Anybody who lost a pond would be heard from

Fort records that on July 30, 1838, according to Notes and Queries (8-7-437), little frogs were found in London after a heavy storm. The explanation for such phenomenon is that the frogs were scooped up by a whirlwind. His commentary: “In the exclusionist-imagination there is no regard for mud, debris from the bottom of a pond, floating vegetation, loose things from the shores–but a precise picking out of frogs only. Of all instances I have that attribute the fall of small frogs or toads to whirlwinds, only one definitely identifies or places the whirlwind. Also, as has been said before, a pond going up would be quite as interesting as frogs coming down. Whirlwinds we read of over and over–but where and what whirlwind? It seems to me that anybody who had lost a pond would be heard from.”

–Charles Fort, The Book of the Damned, p. 82-83 (The Complete Books of Charles Fort, Dover, c1974).

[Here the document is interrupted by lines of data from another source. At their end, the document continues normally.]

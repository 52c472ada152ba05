//! Content stores for router tests.

use std::collections::HashMap;
use std::sync::{Arc, Mutex};

use async_trait::async_trait;
use content_relay::content_store::{ContentStore, ContentStoreError, DeleteContent, PutContent};
use tokio::sync::Notify;

#[derive(Debug, Clone, PartialEq, Eq)]
pub enum Call {
    Revision {
        path: String,
        token: String,
    },
    Put {
        path: String,
        token: String,
        sha: Option<String>,
    },
    Delete {
        path: String,
        token: String,
        sha: String,
    },
}

#[derive(Debug, Clone)]
pub struct StoredFile {
    pub content: String,
    pub message: String,
    pub sha: String,
}

/// Repository stand-in that enforces revision checks the way the contents API does.
#[derive(Default)]
pub struct MemoryStore {
    calls: Mutex<Vec<Call>>,
    collide_next_lookup: Mutex<bool>,
    files: Mutex<HashMap<String, StoredFile>>,
    put_failures: Mutex<usize>,
    revision_failures: Mutex<usize>,
    revisions: Mutex<u64>,
}

#[allow(dead_code)]
impl MemoryStore {
    pub fn new() -> Arc<Self> {
        Arc::new(Self::default())
    }

    /// Make the next `n` writes fail with a 502.
    pub fn fail_next_puts(&self, n: usize) {
        *self.put_failures.lock().unwrap() = n;
    }

    /// Make the next `n` revision lookups fail with a 500.
    pub fn fail_next_revisions(&self, n: usize) {
        *self.revision_failures.lock().unwrap() = n;
    }

    /// Have the next revision lookup find a file already sitting at whatever
    /// path it asks for, as when two uploads draw the same random id.
    pub fn collide_next_lookup(&self) {
        *self.collide_next_lookup.lock().unwrap() = true;
    }

    pub fn calls(&self) -> Vec<Call> {
        self.calls.lock().unwrap().clone()
    }

    pub fn files(&self) -> HashMap<String, StoredFile> {
        self.files.lock().unwrap().clone()
    }

    pub fn file(&self, path: &str) -> Option<StoredFile> {
        self.files.lock().unwrap().get(path).cloned()
    }

    /// Seed a file without recording a call. Returns its revision.
    pub fn insert(&self, path: &str, content: &str) -> String {
        let sha = self.next_sha();
        self.files.lock().unwrap().insert(
            path.to_string(),
            StoredFile {
                content: content.to_string(),
                message: "seed".to_string(),
                sha: sha.clone(),
            },
        );
        sha
    }

    fn next_sha(&self) -> String {
        let mut rev = self.revisions.lock().unwrap();
        *rev += 1;
        format!("sha-{rev}")
    }

    fn record(&self, call: Call) {
        self.calls.lock().unwrap().push(call);
    }

    fn take_failure(counter: &Mutex<usize>) -> bool {
        let mut failures = counter.lock().unwrap();
        if *failures > 0 {
            *failures -= 1;
            true
        } else {
            false
        }
    }
}

#[async_trait]
impl ContentStore for MemoryStore {
    async fn revision(&self, path: &str, token: &str) -> Result<String, ContentStoreError> {
        self.record(Call::Revision {
            path: path.to_string(),
            token: token.to_string(),
        });

        if Self::take_failure(&self.revision_failures) {
            return Err(ContentStoreError::Status {
                status: 500,
                body: "server error".to_string(),
            });
        }

        if std::mem::take(&mut *self.collide_next_lookup.lock().unwrap()) {
            self.insert(path, "b2xkZXI=");
        }

        self.files
            .lock()
            .unwrap()
            .get(path)
            .map(|f| f.sha.clone())
            .ok_or_else(|| ContentStoreError::NotFound(path.to_string()))
    }

    async fn put(
        &self,
        path: &str,
        token: &str,
        content: PutContent,
    ) -> Result<(), ContentStoreError> {
        self.record(Call::Put {
            path: path.to_string(),
            token: token.to_string(),
            sha: content.sha.clone(),
        });

        if Self::take_failure(&self.put_failures) {
            return Err(ContentStoreError::Status {
                status: 502,
                body: "bad gateway".to_string(),
            });
        }

        let current = self.files.lock().unwrap().get(path).map(|f| f.sha.clone());
        if current != content.sha {
            return Err(ContentStoreError::Status {
                status: 409,
                body: format!("{path} does not match {:?}", content.sha),
            });
        }

        let sha = self.next_sha();
        self.files.lock().unwrap().insert(
            path.to_string(),
            StoredFile {
                content: content.content,
                message: content.message,
                sha,
            },
        );
        Ok(())
    }

    async fn delete(
        &self,
        path: &str,
        token: &str,
        content: DeleteContent,
    ) -> Result<(), ContentStoreError> {
        self.record(Call::Delete {
            path: path.to_string(),
            token: token.to_string(),
            sha: content.sha.clone(),
        });

        let mut files = self.files.lock().unwrap();
        match files.get(path) {
            None => Err(ContentStoreError::NotFound(path.to_string())),
            Some(f) if f.sha != content.sha => Err(ContentStoreError::Status {
                status: 409,
                body: format!("{path} does not match {}", content.sha),
            }),
            Some(_) => {
                files.remove(path);
                Ok(())
            }
        }
    }
}

/// A `MemoryStore` whose writes wait until [`GatedStore::open`] is called.
pub struct GatedStore {
    pub inner: Arc<MemoryStore>,
    gate: Notify,
}

#[allow(dead_code)]
impl GatedStore {
    pub fn new() -> Arc<Self> {
        Arc::new(Self {
            inner: MemoryStore::new(),
            gate: Notify::new(),
        })
    }

    pub fn open(&self) {
        self.gate.notify_one();
    }
}

#[async_trait]
impl ContentStore for GatedStore {
    async fn revision(&self, path: &str, token: &str) -> Result<String, ContentStoreError> {
        self.inner.revision(path, token).await
    }

    async fn put(
        &self,
        path: &str,
        token: &str,
        content: PutContent,
    ) -> Result<(), ContentStoreError> {
        self.gate.notified().await;
        self.inner.put(path, token, content).await
    }

    async fn delete(
        &self,
        path: &str,
        token: &str,
        content: DeleteContent,
    ) -> Result<(), ContentStoreError> {
        self.inner.delete(path, token, content).await
    }
}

Peasants believed in meteorites

Peasants believed in meteorites.
Scientists excluded meteorites.
Peasants believe in “thunderstones.”
Scientists exclude “thunderstones.”
It is useless to argue that peasants are out in the fields, and that scientists are shut up in laboratories and lecture rooms. We cannot take for a real base that, as to phenomena with which they are more familiar, peasants are more likely to be right than are scientists: a host of biologic and meteorologic fallacies of peasants rises against us.

Charles Fort, The Book of the Damned, p. 101-102 (The Complete Books of Charles Fort, Dover, c1974).

This is a common reflex

This is a common reflext with the exclusionists: that substances not “truly meteoritic” did not fall from the sky, but were picked up by “truly meteoritic” things, of course only on their surfaces, by impact with this earth.

Charles Fort, The Book of the Damned, p. 74 (The Complete Books of Charles Fort, Dover, c1974).

It seems to me

It seems to me that the exclusionists are still more emphatically conservators. It is not so much that they are inimical to all data of externally derived substances that fall upon this earth, as that they are inimical to all data discordant with a system that does not include such phenomena–

Or the spirit or hope or amibition of the cosmos, which we call attempted positivism: not to find out the new; not to add to what is called knowledge, but to systematize.

Charles Fort, The Book of the Damned, p. 45 (The Complete Books of Charles Fort, Dover, c1974).

The power of exclusionists

The power of exclusionists lies in that in their stand are combined both modern and archaic systematists. Falls of sandstone and limestone are repulsive to both theologians and scientists. Sandstone and limestone suggest other worlds upon which occur processes like geological processes; but limestone, as a fossiliferous substance, is of course especially of the unchosen.

Charles Fort, The Book of the Damned, p. 68 (The Complete Books of Charles Fort, Dover, c1974).